In vitro derived sensory neurons as a surrogate model for peripheral nerve injury. (a–c) Phase contrast images of control (a) and H₂O₂ treated (b,c) in vitro sensory neurons following 48 h culture in the absence (b) or presence (c) of the pan-caspase inhibitor Z-VAD-FMK. Exposure of the differentiated cultures to H₂O₂ induces neurite retraction (b) while inclusion of Z-VAD-FMK (c) blocks this process and the neuronal networks are largely preserved. (d) Immunoblotting of control and H₂O₂ treated in vitro sensory neuron cultures. Exposure of the cells to H₂O₂ for 24 h induces the upregulation of both CASP3 and CASP12. Also note the processed 38 kDa CASP12 fragment in two of the three cultures. ACTB was used as a loading control.

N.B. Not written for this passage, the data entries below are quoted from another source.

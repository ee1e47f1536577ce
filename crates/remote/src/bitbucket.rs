//! Bitbucket repository source client.
//!
//! Speaks the `src` API of Bitbucket Cloud:
//!
//! - `GET /repositories/{workspace}/{repo}/src/{branch}/{path}` on a
//!   directory returns a listing page `{values: [{path, type}], next?}`
//! - the same endpoint on a file returns the raw content
//!
//! Pagination follows the `next` URL verbatim until it is absent.

use crate::tree::SourceBrowser;
use async_trait::async_trait;
use quarry_config::BitbucketConfig;
use quarry_core::FetchError;
use serde::Deserialize;
use tracing::debug;

const LIST_PAGE_LEN: u32 = 100;

/// One entry of a directory listing page.
#[derive(Debug, Clone, Deserialize)]
pub struct TreeEntry {
    /// Full path from the repository root, forward-slash separated.
    pub path: String,

    #[serde(rename = "type")]
    pub kind: EntryKind,
}

/// Listing entry discriminator. Bitbucket emits `commit_directory` /
/// `commit_file`; the generic spellings are accepted as aliases.
#[derive(Debug, Clone, Copy, PartialEq, Eq, Deserialize)]
pub enum EntryKind {
    #[serde(rename = "commit_directory", alias = "directory")]
    Directory,
    #[serde(rename = "commit_file", alias = "file")]
    File,
}

/// One page of a directory listing.
#[derive(Debug, Clone, Deserialize)]
pub struct DirectoryPage {
    #[serde(default)]
    pub values: Vec<TreeEntry>,

    /// Absolute URL of the next page, absent on the terminal page.
    #[serde(default)]
    pub next: Option<String>,
}

/// Client for the Bitbucket repository source endpoints.
#[derive(Debug)]
pub struct BitbucketClient {
    client: reqwest::Client,
    base_url: String,
    workspace: String,
    repository: String,
    auth_header: Option<String>,
}

impl BitbucketClient {
    /// Build a client from configuration. Fails fast on a non-HTTPS base URL.
    pub fn from_config(config: &BitbucketConfig) -> Result<Self, FetchError> {
        crate::ensure_https(&config.base_url)?;

        let client = reqwest::Client::builder()
            .timeout(std::time::Duration::from_secs(30))
            .build()
            .map_err(|e| FetchError::Network(e.to_string()))?;

        let auth_header = match (&config.email, &config.api_token) {
            (Some(email), Some(token)) => Some(crate::basic_auth_header(email, token)),
            _ => None,
        };

        Ok(Self {
            client,
            base_url: config.base_url.trim_end_matches('/').to_string(),
            workspace: config.workspace.clone(),
            repository: config.repository.clone(),
            auth_header,
        })
    }

    /// URL of the first listing page for a directory.
    fn listing_url(&self, branch: &str, path: &str) -> String {
        let path = path.trim_matches('/');
        format!(
            "{}/repositories/{}/{}/src/{}/{}?pagelen={}",
            self.base_url, self.workspace, self.repository, branch, path, LIST_PAGE_LEN
        )
    }

    /// URL of a file's raw content.
    fn content_url(&self, branch: &str, path: &str) -> String {
        format!(
            "{}/repositories/{}/{}/src/{}/{}",
            self.base_url,
            self.workspace,
            self.repository,
            branch,
            path.trim_matches('/')
        )
    }

    fn get(&self, url: &str) -> reqwest::RequestBuilder {
        let mut req = self.client.get(url);
        if let Some(auth) = &self.auth_header {
            req = req.header("Authorization", auth);
        }
        req
    }
}

#[async_trait]
impl SourceBrowser for BitbucketClient {
    async fn list_page(
        &self,
        branch: &str,
        path: &str,
        page_url: Option<&str>,
    ) -> Result<DirectoryPage, FetchError> {
        let url = match page_url {
            Some(next) => next.to_string(),
            None => self.listing_url(branch, path),
        };

        debug!(%url, "Listing directory page");

        let response = self
            .get(&url)
            .send()
            .await
            .map_err(|e| FetchError::Network(e.to_string()))?;

        let status = response.status().as_u16();
        if status != 200 {
            return Err(FetchError::Listing {
                status,
                path: path.to_string(),
            });
        }

        response
            .json::<DirectoryPage>()
            .await
            .map_err(|e| FetchError::Malformed(e.to_string()))
    }

    async fn file_content(&self, branch: &str, path: &str) -> Result<String, FetchError> {
        let url = self.content_url(branch, path);

        let response = self
            .get(&url)
            .send()
            .await
            .map_err(|e| FetchError::Network(e.to_string()))?;

        let status = response.status().as_u16();
        if status != 200 {
            return Err(FetchError::Content {
                status,
                path: path.to_string(),
            });
        }

        response
            .text()
            .await
            .map_err(|e| FetchError::Network(e.to_string()))
    }
}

The original full-length immunoblotting images are presented in Supplementary Fig. 4. (e–h) Immunocytochemical staining for CASP3 (e–f) and CASP12 (g–h) in control (e and g) and H₂O₂ treated (f and h) in vitro sensory neuron cultures. Numerous CASP3⁺ (f) and CASP12⁺ (h) cells are observed after exposure of the cultures to H₂O₂ for 24 h_. Moreover, extensive disintegration of NEFH⁺ axon bundles (f and h) is also observed upon H₂O₂ treatment. Scale bars: (a–c) 100 µm, (e–h) 40 µm.